(Records to process)
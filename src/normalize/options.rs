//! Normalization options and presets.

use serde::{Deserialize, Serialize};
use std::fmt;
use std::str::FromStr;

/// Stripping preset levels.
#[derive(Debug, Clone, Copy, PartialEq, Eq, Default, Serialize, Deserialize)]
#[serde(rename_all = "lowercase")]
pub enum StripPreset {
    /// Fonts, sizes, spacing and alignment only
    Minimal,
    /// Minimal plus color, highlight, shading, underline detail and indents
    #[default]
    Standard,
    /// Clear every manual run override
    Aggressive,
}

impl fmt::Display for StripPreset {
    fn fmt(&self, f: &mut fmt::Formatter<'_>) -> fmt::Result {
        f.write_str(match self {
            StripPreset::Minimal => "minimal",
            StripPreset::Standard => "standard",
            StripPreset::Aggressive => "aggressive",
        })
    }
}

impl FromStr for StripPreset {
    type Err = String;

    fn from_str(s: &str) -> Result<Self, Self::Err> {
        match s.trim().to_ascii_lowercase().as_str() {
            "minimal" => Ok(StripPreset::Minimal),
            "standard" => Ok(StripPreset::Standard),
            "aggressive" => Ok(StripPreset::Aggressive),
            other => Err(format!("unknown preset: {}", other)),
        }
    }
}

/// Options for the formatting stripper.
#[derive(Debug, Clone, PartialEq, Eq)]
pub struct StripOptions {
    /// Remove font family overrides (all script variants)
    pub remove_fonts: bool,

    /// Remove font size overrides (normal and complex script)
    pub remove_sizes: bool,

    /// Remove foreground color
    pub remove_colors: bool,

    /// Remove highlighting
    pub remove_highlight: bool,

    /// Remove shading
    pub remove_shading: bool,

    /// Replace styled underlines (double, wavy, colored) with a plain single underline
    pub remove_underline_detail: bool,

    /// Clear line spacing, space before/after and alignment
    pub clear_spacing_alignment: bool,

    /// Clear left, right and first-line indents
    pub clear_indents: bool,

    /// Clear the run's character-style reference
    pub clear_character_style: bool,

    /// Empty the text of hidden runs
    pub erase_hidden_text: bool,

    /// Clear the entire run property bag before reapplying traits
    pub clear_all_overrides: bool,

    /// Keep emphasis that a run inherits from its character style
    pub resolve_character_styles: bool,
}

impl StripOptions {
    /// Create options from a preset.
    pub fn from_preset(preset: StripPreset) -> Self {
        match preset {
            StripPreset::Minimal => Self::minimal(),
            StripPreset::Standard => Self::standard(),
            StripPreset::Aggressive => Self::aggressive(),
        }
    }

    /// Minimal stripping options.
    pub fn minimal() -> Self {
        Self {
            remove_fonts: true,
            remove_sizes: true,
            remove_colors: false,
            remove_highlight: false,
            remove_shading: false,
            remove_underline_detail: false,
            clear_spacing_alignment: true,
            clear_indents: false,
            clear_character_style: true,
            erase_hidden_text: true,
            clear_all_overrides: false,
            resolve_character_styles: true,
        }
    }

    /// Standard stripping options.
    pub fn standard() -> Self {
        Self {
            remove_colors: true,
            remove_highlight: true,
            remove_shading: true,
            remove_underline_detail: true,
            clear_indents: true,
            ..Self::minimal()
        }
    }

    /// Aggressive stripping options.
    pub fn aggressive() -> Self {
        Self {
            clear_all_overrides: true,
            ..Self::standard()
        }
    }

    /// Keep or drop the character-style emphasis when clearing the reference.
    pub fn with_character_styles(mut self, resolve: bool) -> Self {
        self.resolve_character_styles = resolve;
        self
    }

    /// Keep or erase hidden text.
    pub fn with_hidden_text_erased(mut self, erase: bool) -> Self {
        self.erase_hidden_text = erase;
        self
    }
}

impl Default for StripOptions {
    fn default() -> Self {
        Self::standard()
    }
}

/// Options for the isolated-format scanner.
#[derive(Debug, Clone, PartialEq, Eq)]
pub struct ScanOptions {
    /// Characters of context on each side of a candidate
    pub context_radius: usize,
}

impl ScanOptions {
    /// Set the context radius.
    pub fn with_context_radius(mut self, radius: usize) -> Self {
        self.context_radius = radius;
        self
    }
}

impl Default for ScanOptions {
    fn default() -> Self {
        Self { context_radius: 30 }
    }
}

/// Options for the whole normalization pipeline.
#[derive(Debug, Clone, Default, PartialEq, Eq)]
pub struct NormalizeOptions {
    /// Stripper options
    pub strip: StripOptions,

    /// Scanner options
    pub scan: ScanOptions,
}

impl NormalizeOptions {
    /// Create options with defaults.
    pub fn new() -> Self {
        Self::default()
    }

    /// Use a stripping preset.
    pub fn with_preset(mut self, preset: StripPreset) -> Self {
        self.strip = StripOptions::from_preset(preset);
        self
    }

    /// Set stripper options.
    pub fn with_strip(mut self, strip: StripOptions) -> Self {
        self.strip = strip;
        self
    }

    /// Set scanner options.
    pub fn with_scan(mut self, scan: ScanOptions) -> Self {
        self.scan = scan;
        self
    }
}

---

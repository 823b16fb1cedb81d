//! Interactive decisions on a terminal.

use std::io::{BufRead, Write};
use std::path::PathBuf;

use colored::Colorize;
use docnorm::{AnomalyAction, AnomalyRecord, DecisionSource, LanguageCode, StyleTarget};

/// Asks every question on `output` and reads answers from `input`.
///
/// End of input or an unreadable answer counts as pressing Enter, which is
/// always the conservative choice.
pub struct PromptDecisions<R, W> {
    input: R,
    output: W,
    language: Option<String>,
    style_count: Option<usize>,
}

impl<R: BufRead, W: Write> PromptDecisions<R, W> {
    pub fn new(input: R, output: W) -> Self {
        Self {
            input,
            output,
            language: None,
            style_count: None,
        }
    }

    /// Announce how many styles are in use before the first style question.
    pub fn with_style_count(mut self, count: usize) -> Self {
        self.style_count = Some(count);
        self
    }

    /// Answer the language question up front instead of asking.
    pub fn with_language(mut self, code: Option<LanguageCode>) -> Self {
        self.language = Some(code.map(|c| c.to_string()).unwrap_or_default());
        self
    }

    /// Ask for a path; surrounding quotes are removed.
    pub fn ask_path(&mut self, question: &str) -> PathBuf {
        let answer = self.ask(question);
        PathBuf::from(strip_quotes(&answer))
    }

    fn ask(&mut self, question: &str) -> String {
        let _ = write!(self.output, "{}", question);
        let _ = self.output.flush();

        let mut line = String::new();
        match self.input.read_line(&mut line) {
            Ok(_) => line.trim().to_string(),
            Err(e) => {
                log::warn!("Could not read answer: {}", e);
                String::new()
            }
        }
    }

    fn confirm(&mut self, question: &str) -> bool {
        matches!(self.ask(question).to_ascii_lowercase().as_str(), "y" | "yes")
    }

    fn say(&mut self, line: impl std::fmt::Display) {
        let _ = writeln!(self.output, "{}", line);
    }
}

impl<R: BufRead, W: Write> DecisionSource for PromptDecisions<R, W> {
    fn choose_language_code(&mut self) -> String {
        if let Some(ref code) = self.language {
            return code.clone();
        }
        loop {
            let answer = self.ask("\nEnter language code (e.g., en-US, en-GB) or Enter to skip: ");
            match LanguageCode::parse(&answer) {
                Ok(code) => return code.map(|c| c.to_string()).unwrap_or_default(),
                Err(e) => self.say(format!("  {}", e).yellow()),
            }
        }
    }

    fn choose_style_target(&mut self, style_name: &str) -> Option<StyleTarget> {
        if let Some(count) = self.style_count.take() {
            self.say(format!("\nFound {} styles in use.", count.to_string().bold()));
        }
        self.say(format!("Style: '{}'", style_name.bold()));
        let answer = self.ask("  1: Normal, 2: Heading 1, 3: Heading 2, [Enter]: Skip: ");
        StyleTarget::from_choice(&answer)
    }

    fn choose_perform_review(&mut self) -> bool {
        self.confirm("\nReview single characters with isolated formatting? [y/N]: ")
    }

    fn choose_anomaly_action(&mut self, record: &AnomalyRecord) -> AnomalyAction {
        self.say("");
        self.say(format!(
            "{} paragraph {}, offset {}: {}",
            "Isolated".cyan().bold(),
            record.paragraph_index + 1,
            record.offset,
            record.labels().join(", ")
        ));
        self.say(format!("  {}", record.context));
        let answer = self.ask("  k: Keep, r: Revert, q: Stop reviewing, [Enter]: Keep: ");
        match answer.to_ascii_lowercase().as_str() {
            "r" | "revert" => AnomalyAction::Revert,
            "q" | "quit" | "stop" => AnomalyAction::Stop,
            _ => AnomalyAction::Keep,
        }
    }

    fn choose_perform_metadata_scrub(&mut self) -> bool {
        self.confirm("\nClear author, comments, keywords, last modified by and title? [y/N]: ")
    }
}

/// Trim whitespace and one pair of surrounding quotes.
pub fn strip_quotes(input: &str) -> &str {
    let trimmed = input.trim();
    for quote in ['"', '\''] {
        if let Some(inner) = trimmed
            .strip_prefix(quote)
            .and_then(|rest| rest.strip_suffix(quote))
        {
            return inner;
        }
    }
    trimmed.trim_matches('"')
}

* * *

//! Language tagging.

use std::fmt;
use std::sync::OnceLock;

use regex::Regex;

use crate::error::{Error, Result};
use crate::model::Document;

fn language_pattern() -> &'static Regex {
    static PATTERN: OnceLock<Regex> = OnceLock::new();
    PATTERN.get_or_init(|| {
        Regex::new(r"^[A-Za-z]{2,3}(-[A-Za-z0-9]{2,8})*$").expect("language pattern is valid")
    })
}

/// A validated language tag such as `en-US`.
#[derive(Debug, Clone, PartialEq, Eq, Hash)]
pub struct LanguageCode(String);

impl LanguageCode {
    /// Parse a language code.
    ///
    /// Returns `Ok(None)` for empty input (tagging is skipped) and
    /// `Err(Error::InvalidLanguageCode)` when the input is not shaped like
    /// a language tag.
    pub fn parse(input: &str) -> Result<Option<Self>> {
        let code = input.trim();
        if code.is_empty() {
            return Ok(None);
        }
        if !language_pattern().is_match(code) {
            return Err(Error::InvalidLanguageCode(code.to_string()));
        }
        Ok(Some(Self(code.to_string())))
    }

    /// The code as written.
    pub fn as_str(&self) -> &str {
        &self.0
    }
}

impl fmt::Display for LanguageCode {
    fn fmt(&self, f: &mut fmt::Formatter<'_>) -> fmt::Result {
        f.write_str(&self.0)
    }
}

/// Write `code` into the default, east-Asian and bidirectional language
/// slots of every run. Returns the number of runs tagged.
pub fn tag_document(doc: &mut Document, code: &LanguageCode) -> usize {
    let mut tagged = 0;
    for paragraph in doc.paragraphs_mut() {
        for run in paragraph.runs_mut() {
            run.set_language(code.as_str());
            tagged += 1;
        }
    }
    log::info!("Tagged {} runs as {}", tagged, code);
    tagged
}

(What the exercise asks) Could you write out, exactly as they stand, only the lines above that begin at the line with "pub fn new(input: R, output: W)" and stop after the line with "quotes are removed."?

(Task result)
    pub fn new(input: R, output: W) -> Self {
        Self {
            input,
            output,
            language: None,
            style_count: None,
        }
    }

    /// Announce how many styles are in use before the first style question.
    pub fn with_style_count(mut self, count: usize) -> Self {
        self.style_count = Some(count);
        self
    }

    /// Answer the language question up front instead of asking.
    pub fn with_language(mut self, code: Option<LanguageCode>) -> Self {
        self.language = Some(code.map(|c| c.to_string()).unwrap_or_default());
        self
    }

    /// Ask for a path; surrounding quotes are removed.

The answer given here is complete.